- First tankōbon volume cover
- Genre: Coming-of-age; Drama;
- Written by: Naoki Fujita
- Published by: Shueisha
- English publisher: NA: Viz Media;
- Imprint: Jump Comics+
- Magazine: Shōnen Jump+
- Original run: February 25, 2023 – January 25, 2025
- Volumes: 6
- Directed by: Yuki Komada; Megumi Soga;
- Written by: Misaki Morie
- Studio: MAPPA
- Licensed by: Netflix
- Released: 2027 (scheduled)
- Anime and manga portal

= Beat & Motion =

Japanese manga series

Beat & Motion (stylized in all caps) is a Japanese manga series written and illustrated by Naoki Fujita. It was serialized on Shueisha's Shōnen Jump+ app and website from February 2023 to January 2025, with its individual chapters collected into six volumes. An original net anime (ONA) adaptation produced by MAPPA is set to premiere worldwide on Netflix in 2027.

==Plot==
As a child Tatsuhiko dreamed of being an animator but gave up that dream after relentless teasing from his classmates. His friends later started a band and music became his new passion. The band eventually breaks up pushing Tatsuhiko to become cynical and double down on his view of dreams being useless. However, while demeaning a friend's dreams, an unknown drunk woman calls him out on this cynical outlook, angrily yelling at him in the streets. This chance encounter revives Tatsuhiko's childhood passion for animation, and he begins again by uploading a short two minute animation online. He is then contacted by Nico, an independent artist he has long been a huge fan of, who wishes to work with him to create an animated music video for her latest song. To his horror, when finally meeting the artist, he learns that she is the same drunk woman who had berated him about dreams before. She appears to not remember their previous encounter and the two agree to work together. They begin to growing closer, encouraging each other throughout the process.

Nico is eventually contacted by a major record label to have her sign on with them. This unfortunately puts her project with Tatsuhiko on hold since the label will hold the rights to her song. Tatsu instead works on creating a different animation for a local contest and also befriends a couple other aspiring animators at his college.

Nico is shocked when the record label has to put her debut on hold due to an influx of artists from another label that had to close down. Nico asks if in the meantime she could write and compose songs. She submits a song to a competition which may lead to a collaboration with a popular pop artist Miyu. Nico's song is chosen but she discovers that Miyu is her childhood best friend, Miu, who shared Nico's passion for music. The two had a falling out and drifted apart after Nico gave up on music. At first Miyu pretends she does not know Nico, but later pulls Nico into another room demanding an answer for why Nico initially gave up on music.

==Characters==
- Tatsuhiko Hirayama (平山 竜彦, Hirayama Tatsuhiko)

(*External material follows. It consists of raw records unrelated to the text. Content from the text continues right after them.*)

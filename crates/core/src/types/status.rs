//! Status and kind enums for marketplace entities.
//!
//! Wire values are the lowercase strings stored in the backend's
//! `status` / `type` columns.

use serde::{Deserialize, Serialize};

/// Which cart a product or request belongs to.
///
/// Stored in the `type` column of both `products` and `requests`.
#[derive(Debug, Clone, Copy, PartialEq, Eq, Hash, Serialize, Deserialize)]
#[serde(rename_all = "snake_case")]
pub enum RequestKind {
    /// A quote request for priced equipment.
    Buy,
    /// An offer to receive donated equipment.
    Donate,
}

impl RequestKind {
    /// Both kinds, in display order.
    pub const ALL: [Self; 2] = [Self::Buy, Self::Donate];

    /// Wire representation.
    #[must_use]
    pub const fn as_str(self) -> &'static str {
        match self {
            Self::Buy => "buy",
            Self::Donate => "donate",
        }
    }
}

/// Listing lifecycle of a product.
#[derive(Debug, Clone, Copy, PartialEq, Eq, Hash, Serialize, Deserialize, Default)]
#[serde(rename_all = "snake_case")]
pub enum ProductStatus {
    /// Awaiting admin review.
    #[default]
    Pending,
    /// Visible in the catalogue.
    Active,
    /// Hidden from the catalogue but retained.
    Inactive,
}

impl ProductStatus {
    /// Wire representation.
    #[must_use]
    pub const fn as_str(self) -> &'static str {
        match self {
            Self::Pending => "pending",
            Self::Active => "active",
            Self::Inactive => "inactive",
        }
    }
}

/// Review state of a buy/donate request (and of a seller registration).
///
/// `Pending` is the only non-terminal state; an admin moves it to either
/// `Approved` or `Rejected`, after which it never changes again.
#[derive(Debug, Clone, Copy, PartialEq, Eq, Hash, Serialize, Deserialize, Default)]
#[serde(rename_all = "snake_case")]
pub enum RequestStatus {
    #[default]
    Pending,
    Approved,
    Rejected,
}

impl RequestStatus {
    /// Wire representation.
    #[must_use]
    pub const fn as_str(self) -> &'static str {
        match self {
            Self::Pending => "pending",
            Self::Approved => "approved",
            Self::Rejected => "rejected",
        }
    }

    /// Whether no further transition is possible.
    #[must_use]
    pub const fn is_terminal(self) -> bool {
        !matches!(self, Self::Pending)
    }

    /// Whether an admin may move a request from `self` to `next`.
    #[must_use]
    pub const fn can_transition_to(self, next: Self) -> bool {
        matches!(
            (self, next),
            (Self::Pending, Self::Approved | Self::Rejected)
        )
    }
}

/// Account standing of a seller.
#[derive(Debug, Clone, Copy, PartialEq, Eq, Hash, Serialize, Deserialize, Default)]
#[serde(rename_all = "snake_case")]
pub enum SellerStatus {
    #[default]
    Pending,
    Active,
    Suspended,
    Banned,
}

impl SellerStatus {
    /// Wire representation.
    #[must_use]
    pub const fn as_str(self) -> &'static str {
        match self {
            Self::Pending => "pending",
            Self::Active => "active",
            Self::Suspended => "suspended",
            Self::Banned => "banned",
        }
    }
}

macro_rules! impl_wire_str {
    ($ty:ty, $label:literal, [$($variant:ident),+ $(,)?]) => {
        impl std::fmt::Display for $ty {
            fn fmt(&self, f: &mut std::fmt::Formatter<'_>) -> std::fmt::Result {
                f.write_str(self.as_str())
            }
        }

        impl std::str::FromStr for $ty {
            type Err = String;

            fn from_str(s: &str) -> Result<Self, Self::Err> {
                $(
                    if s.eq_ignore_ascii_case(Self::$variant.as_str()) {
                        return Ok(Self::$variant);
                    }
                )+
                Err(format!(concat!("invalid ", $label, ": {}"), s))
            }
        }
    };
}

impl_wire_str!(RequestKind, "request kind", [Buy, Donate]);
impl_wire_str!(ProductStatus, "product status", [Pending, Active, Inactive]);
impl_wire_str!(RequestStatus, "request status", [Pending, Approved, Rejected]);
impl_wire_str!(SellerStatus, "seller status", [Pending, Active, Suspended, Banned]);
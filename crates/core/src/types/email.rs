//! Email address type.

use core::fmt;

use serde::{Deserialize, Serialize};

/// Errors that can occur when parsing an [`Email`].
#[derive(thiserror::Error, Debug, Clone, PartialEq, Eq)]
pub enum EmailError {
    /// The input is empty after trimming.
    #[error("email cannot be empty")]
    Empty,
    /// The input string is too long.
    #[error("email must be at most {max} characters")]
    TooLong {
        /// Maximum allowed length.
        max: usize,
    },
    /// The input does not contain exactly one @ symbol.
    #[error("email must contain exactly one @ symbol")]
    AtSymbol,
    /// The local part (before @) is empty.
    #[error("email local part cannot be empty")]
    EmptyLocalPart,
    /// The domain part (after @) is empty or has no dot.
    #[error("email domain must contain a dot")]
    InvalidDomain,
}

/// A requester, seller or admin email address.
///
/// Input is trimmed and lowercased so that the same person typing
/// `Jane@Lab.org ` and `jane@lab.org` produces one address.
///
/// ## Constraints
///
/// - Length: 1-254 characters (RFC 5321 limit)
/// - Exactly one @ symbol
/// - Non-empty local part
/// - Domain containing at least one dot
///
/// ## Examples
///
/// ```
/// use labmarket_core::Email;
///
/// assert_eq!(Email::parse(" Jane@Lab.org ").unwrap().as_str(), "jane@lab.org");
///
/// assert!(Email::parse("").is_err());
/// assert!(Email::parse("no-at-symbol").is_err());
/// assert!(Email::parse("user@localhost").is_err());
/// ```
#[derive(Debug, Clone, Serialize, Deserialize, PartialEq, Eq, Hash)]
#[serde(transparent)]
pub struct Email(String);

impl Email {
    /// Maximum length of an email address (RFC 5321).
    pub const MAX_LENGTH: usize = 254;

    /// Parse and normalize an `Email`.
    ///
    /// # Errors
    ///
    /// Returns an [`EmailError`] describing the first constraint the input breaks.
    pub fn parse(s: &str) -> Result<Self, EmailError> {
        let s = s.trim();
        if s.is_empty() {
            return Err(EmailError::Empty);
        }

        if s.len() > Self::MAX_LENGTH {
            return Err(EmailError::TooLong {
                max: Self::MAX_LENGTH,
            });
        }

        let mut parts = s.split('@');
        let (Some(local), Some(domain), None) = (parts.next(), parts.next(), parts.next()) else {
            return Err(EmailError::AtSymbol);
        };

        if local.is_empty() {
            return Err(EmailError::EmptyLocalPart);
        }

        if domain.is_empty()
            || !domain.contains('.')
            || domain.starts_with('.')
            || domain.ends_with('.')
        {
            return Err(EmailError::InvalidDomain);
        }

        Ok(Self(s.to_lowercase()))
    }

    /// Returns the email address as a string slice.
    #[must_use]
    pub fn as_str(&self) -> &str {
        &self.0
    }

    /// Consumes the `Email` and returns its inner string.
    #[must_use]
    pub fn into_inner(self) -> String {
        self.0
    }

    /// Returns the domain part of the email (after the @).
    #[must_use]
    pub fn domain(&self) -> &str {
        self.0.split_once('@').map_or("", |(_, domain)| domain)
    }
}

impl fmt::Display for Email {
    fn fmt(&self, f: &mut fmt::Formatter<'_>) -> fmt::Result {
        f.write_str(&self.0)
    }
}

impl std::str::FromStr for Email {
    type Err = EmailError;

    fn from_str(s: &str) -> Result<Self, Self::Err> {
        Self::parse(s)
    }
}

impl AsRef<str> for Email {
    fn as_ref(&self) -> &str {
        &self.0
    }
}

The main protagonist, the "motion" of the title, had childhood dreams of becoming an animator. After relentless teasing and humiliation from his classmates he gave up on that dream and his passion for animation. By college he grows cynical and feels that not only his, but all dreams are pointless. Tatsuhiko has a chance encounter with an aggressive drunk woman who berates him after he made fun a friends dream. This confrontation causes him to reignite his passion and try again to pursue animation. Despite his cynicism, Tatsu is actually quite thoughtful and kindhearted. He learns how his actions have both hurt and encouraged others. Through his interactions with Nico he grows as a person as they both support each other. He is hinted to have growing romantic feelings for Nico but is unable to confess due to lack of confidence.
- Nico Kashiwagi (柏木 ニコ, Kashiwagi Nico)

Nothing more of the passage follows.